Die Wurzeln der Shanties und Seemannslieder sind die anglo- irischen und die afrikanisch- karibischen Überlieferungen. Jede Überlieferung hat eigene Merkmale. Afrikanisch- karibische Musik tendiert dahin, eine Geschichte zu erzählen oder ein poetisches Bild innerhalb jeder Strophe zu präsentieren. Harmonien werden oft wiederholt, wenn mehrere Sänger anwesend sind. Sie ist rhythmisch gesinnt, oft synkopiert und animiert zur Improvisation. All dies sind typische Merkmale der afrikanischen Kultur, so wie wir sie noch heute vorfinden, sei es beim Blues, Gospel, Jazz oder sogar beim Rap. Die rhythmischen Fundamente dieser Musik waren für die Arbeit an Bord besonders geeignet. Auf dem Schiff war Improvisation wichtig, denn der Shantyman musste das Lied so lange am „Leben“ halten, bis die jeweilige Arbeit beendet war.
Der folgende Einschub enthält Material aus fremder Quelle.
//! Integration tests for the HTTP surface: `/connect`, `/data/{mode}`,
//! `/health` and the static form.

mod common;

use std::sync::atomic::Ordering;
use std::sync::Arc;
use std::time::Duration;

use common::{directory_store, start_server, test_config, RecordingExecutor};
use linkswitch::health::HealthResponse;

#[tokio::test]
async fn health_reports_config_and_directory() {
    let server = start_server(
        test_config(),
        Arc::new(RecordingExecutor::new()),
        directory_store(true).await,
    )
    .await;

    let resp = reqwest::get(server.url("/health")).await.unwrap();
    assert_eq!(resp.status(), 200);

    let health: HealthResponse = resp.json().await.unwrap();
    assert_eq!(health.status, "healthy");
    assert_eq!(health.version, env!("CARGO_PKG_VERSION"));
    assert_eq!(health.config.source, "test");
    assert_eq!(health.config.version, "01234567");
    assert_eq!(health.config.modes, 7);
    assert!(health.directory.loaded);
    assert_eq!(health.directory.records, 3);
    assert_eq!(health.directory.origin.as_deref(), Some("network"));
    assert_eq!(health.stats.switches_succeeded, 0);
}

#[tokio::test]
async fn health_without_directory_is_still_healthy() {
    let server = start_server(
        test_config(),
        Arc::new(RecordingExecutor::new()),
        directory_store(false).await,
    )
    .await;

    let health: HealthResponse = reqwest::get(server.url("/health"))
        .await
        .unwrap()
        .json()
        .await
        .unwrap();
    assert_eq!(health.status, "healthy");
    assert!(!health.directory.loaded);
    assert_eq!(health.directory.origin, None);
}

#[tokio::test]
async fn connect_ysf_returns_confirmation() {
    let executor = Arc::new(RecordingExecutor::new());
    let server = start_server(test_config(), executor.clone(), directory_store(true).await).await;

    let resp = reqwest::Client::new()
        .post(server.url("/connect"))
        .form(&[("mode", "YSF"), ("talkgroup", "12345")])
        .send()
        .await
        .unwrap();

    assert_eq!(resp.status(), 200);
    assert!(resp.headers().contains_key("x-correlation-id"));
    assert_eq!(
        resp.text().await.unwrap(),
        "Connected to YSF talkgroup 12345 (ysf.example.org:42000)"
    );
    assert_eq!(executor.calls().len(), 4);
    assert_eq!(server.state.stats.switched.load(Ordering::Relaxed), 1);
}

#[tokio::test]
async fn connect_echoes_correlation_id() {
    let server = start_server(
        test_config(),
        Arc::new(RecordingExecutor::new()),
        directory_store(false).await,
    )
    .await;

    let resp = reqwest::Client::new()
        .post(server.url("/connect"))
        .header("x-correlation-id", "op-42")
        .form(&[("mode", "ALLSTAR"), ("nodeNumber", "2000")])
        .send()
        .await
        .unwrap();

    assert_eq!(resp.status(), 200);
    assert_eq!(resp.headers()["x-correlation-id"], "op-42");
    assert_eq!(resp.text().await.unwrap(), "Connected to Allstar node 2000");
}

#[tokio::test]
async fn connect_missing_node_number_is_bad_request() {
    let executor = Arc::new(RecordingExecutor::new());
    let server = start_server(test_config(), executor.clone(), directory_store(false).await).await;

    let resp = reqwest::Client::new()
        .post(server.url("/connect"))
        .form(&[("mode", "ALLSTAR"), ("nodeNumber", ""), ("talkgroup", "")])
        .send()
        .await
        .unwrap();

    assert_eq!(resp.status(), 400);
    assert_eq!(resp.text().await.unwrap(), "nodeNumber is required");
    assert!(executor.calls().is_empty());
    assert_eq!(server.state.stats.invalid.load(Ordering::Relaxed), 1);
}

#[tokio::test]
async fn connect_unknown_mode_is_bad_request() {
    let server = start_server(
        test_config(),
        Arc::new(RecordingExecutor::new()),
        directory_store(false).await,
    )
    .await;

    let resp = reqwest::Client::new()
        .post(server.url("/connect"))
        .form(&[("mode", "DSTAR"), ("talkgroup", "1")])
        .send()
        .await
        .unwrap();

    assert_eq!(resp.status(), 400);
    assert_eq!(resp.text().await.unwrap(), "unknown mode 'DSTAR'");
}

#[tokio::test]
async fn connect_unknown_talkgroup_is_not_found() {
    let executor = Arc::new(RecordingExecutor::new());
    let server = start_server(test_config(), executor.clone(), directory_store(true).await).await;

    let resp = reqwest::Client::new()
        .post(server.url("/connect"))
        .form(&[("mode", "YSF"), ("talkgroup", "99999")])
        .send()
        .await
        .unwrap();

    assert_eq!(resp.status(), 404);
    assert_eq!(resp.text().await.unwrap(), "YSF talkgroup 99999 not found");
    assert!(executor.calls().is_empty());
}

#[tokio::test]
async fn connect_step_failure_is_server_error() {
    let server = start_server(
        test_config(),
        Arc::new(RecordingExecutor::failing_on("tune")),
        directory_store(false).await,
    )
    .await;

    let resp = reqwest::Client::new()
        .post(server.url("/connect"))
        .form(&[("mode", "DMR"), ("talkgroup", "91")])
        .send()
        .await
        .unwrap();

    assert_eq!(resp.status(), 500);
    let body = resp.text().await.unwrap();
    assert!(body.starts_with("step 'tune' failed"), "{body}");
    assert!(body.contains("teardown, bridge-link, mode-select"), "{body}");
    assert_eq!(server.state.stats.failed.load(Ordering::Relaxed), 1);
}

#[tokio::test]
async fn switch_survives_client_disconnect() {
    let executor = Arc::new(RecordingExecutor::slow(Duration::from_millis(300)));
    let server = start_server(test_config(), executor.clone(), directory_store(false).await).await;

    let client = reqwest::Client::builder()
        .timeout(Duration::from_millis(100))
        .build()
        .unwrap();
    let result = client
        .post(server.url("/connect"))
        .form(&[("mode", "ALLSTAR"), ("nodeNumber", "41234")])
        .send()
        .await;
    assert!(result.is_err(), "client should give up before the switch ends");

    // Teardown and establish take 300ms each.
    let deadline = tokio::time::Instant::now() + Duration::from_secs(3);
    while server.state.stats.switched.load(Ordering::Relaxed) == 0 {
        assert!(tokio::time::Instant::now() < deadline, "switch never completed");
        tokio::time::sleep(Duration::from_millis(50)).await;
    }

    assert_eq!(
        executor.last_args(),
        ["rpt cmd 57686 ilink 6 0", "rpt fun 57686 *341234"]
    );
    assert_eq!(server.state.stats.failed.load(Ordering::Relaxed), 0);
}

#[tokio::test]
async fn data_ysf_serves_snapshot_records() {
    let server = start_server(
        test_config(),
        Arc::new(RecordingExecutor::new()),
        directory_store(true).await,
    )
    .await;

    let resp = reqwest::get(server.url("/data/YSF")).await.unwrap();
    assert_eq!(resp.status(), 200);

    let records: Vec<serde_json::Value> = resp.json().await.unwrap();
    assert_eq!(records.len(), 3);
    assert_eq!(records[0]["number"], 12345);
    assert_eq!(records[0]["ipHostname"], "ysf.example.org");
    assert_eq!(records[0]["urlDashboard"], "http://alpha.example.org");
}

#[tokio::test]
async fn data_ysf_without_directory_is_unavailable() {
    let server = start_server(
        test_config(),
        Arc::new(RecordingExecutor::new()),
        directory_store(false).await,
    )
    .await;

    let resp = reqwest::get(server.url("/data/YSF")).await.unwrap();
    assert_eq!(resp.status(), 503);
}

#[tokio::test]
async fn data_serves_configured_table() {
    let dir = common::scratch_dir();
    let table = dir.join("p25.json");
    std::fs::write(&table, r#"[{"talkgroup":10200,"name":"North America"}]"#).unwrap();

    let mut config = test_config();
    config.tables.insert(linkswitch::link::Mode::P25, table);

    let server = start_server(
        config,
        Arc::new(RecordingExecutor::new()),
        directory_store(false).await,
    )
    .await;

    let body: serde_json::Value = reqwest::get(server.url("/data/P25"))
        .await
        .unwrap()
        .json()
        .await
        .unwrap();
    assert_eq!(body[0]["talkgroup"], 10200);
}

#[tokio::test]
async fn data_errors_map_to_status_codes() {
    let dir = common::scratch_dir();
    let broken = dir.join("nxdn.json");
    std::fs::write(&broken, "not json").unwrap();

    let mut config = test_config();
    config.tables.clear();
    config.tables.insert(linkswitch::link::Mode::Nxdn, broken);
    config
        .tables
        .insert(linkswitch::link::Mode::Dmr, dir.join("missing.json"));

    let server = start_server(
        config,
        Arc::new(RecordingExecutor::new()),
        directory_store(false).await,
    )
    .await;

    let invalid = reqwest::get(server.url("/data/DSTAR")).await.unwrap();
    assert_eq!(invalid.status(), 400);
    assert_eq!(invalid.text().await.unwrap(), "Invalid mode.");

    let unconfigured = reqwest::get(server.url("/data/P25")).await.unwrap();
    assert_eq!(unconfigured.status(), 500);
    assert_eq!(unconfigured.text().await.unwrap(), "Failed to load data.");

    let corrupt = reqwest::get(server.url("/data/NXDN")).await.unwrap();
    assert_eq!(corrupt.status(), 500);
    assert_eq!(corrupt.text().await.unwrap(), "Failed to load data.");

    let missing = reqwest::get(server.url("/data/DMR")).await.unwrap();
    assert_eq!(missing.status(), 500);
}

#[tokio::test]
async fn static_form_is_served() {
    let server = start_server(
        test_config(),
        Arc::new(RecordingExecutor::new()),
        directory_store(false).await,
    )
    .await;

    let resp = reqwest::get(server.url("/")).await.unwrap();
    assert_eq!(resp.status(), 200);
    assert!(resp.text().await.unwrap().contains("linkswitch"));

    let missing = reqwest::get(server.url("/nope.css")).await.unwrap();
    assert_eq!(missing.status(), 404);
}

#[tokio::test]
async fn server_stops_on_shutdown() {
    let server = start_server(
        test_config(),
        Arc::new(RecordingExecutor::new()),
        directory_store(false).await,
    )
    .await;
    let url = server.url("/health");
    assert!(reqwest::get(&url).await.is_ok());

    drop(server);
    tokio::time::sleep(std::time::Duration::from_millis(100)).await;

    assert!(reqwest::get(&url).await.is_err());
}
Lieder anglo- irischer Herkunft werden meist einstimmig gesungen. Es gibt für sie zwar keine festen Regeln, wie sie aufgebaut sind, aber oft erzählen sie kleine Geschichten. Jede Strophe muss an seine richtige Stelle stehen, um einen Sinn zu ergeben. An Bord bedeutete das, dass die Geschichte kurzerhand enden musste, wenn die Arbeit schnell erledigt war. Das Lied, als Werkzeug, endet, wenn die Arbeit getan war. Es gab aber auch Situationen, bei der die Arbeit länger dauerte. Dann musste der Sänger improvisieren, und diese Improvisation musste er sich am Ende des Liedes einfallen lassen.
Irgendwann trafen sich die beiden Musikkulturen. Afrikanische Worte und irische Melodien mischten sich. Irische Lieder nahmen afrikanische Refrains an. Daraus entstanden Arbeitslieder, die Geschichten erzählen, Harmonien benutzen und antreibende Rhythmen haben. In Amerika entstand dadurch die einzigartigartige Form des Shanty.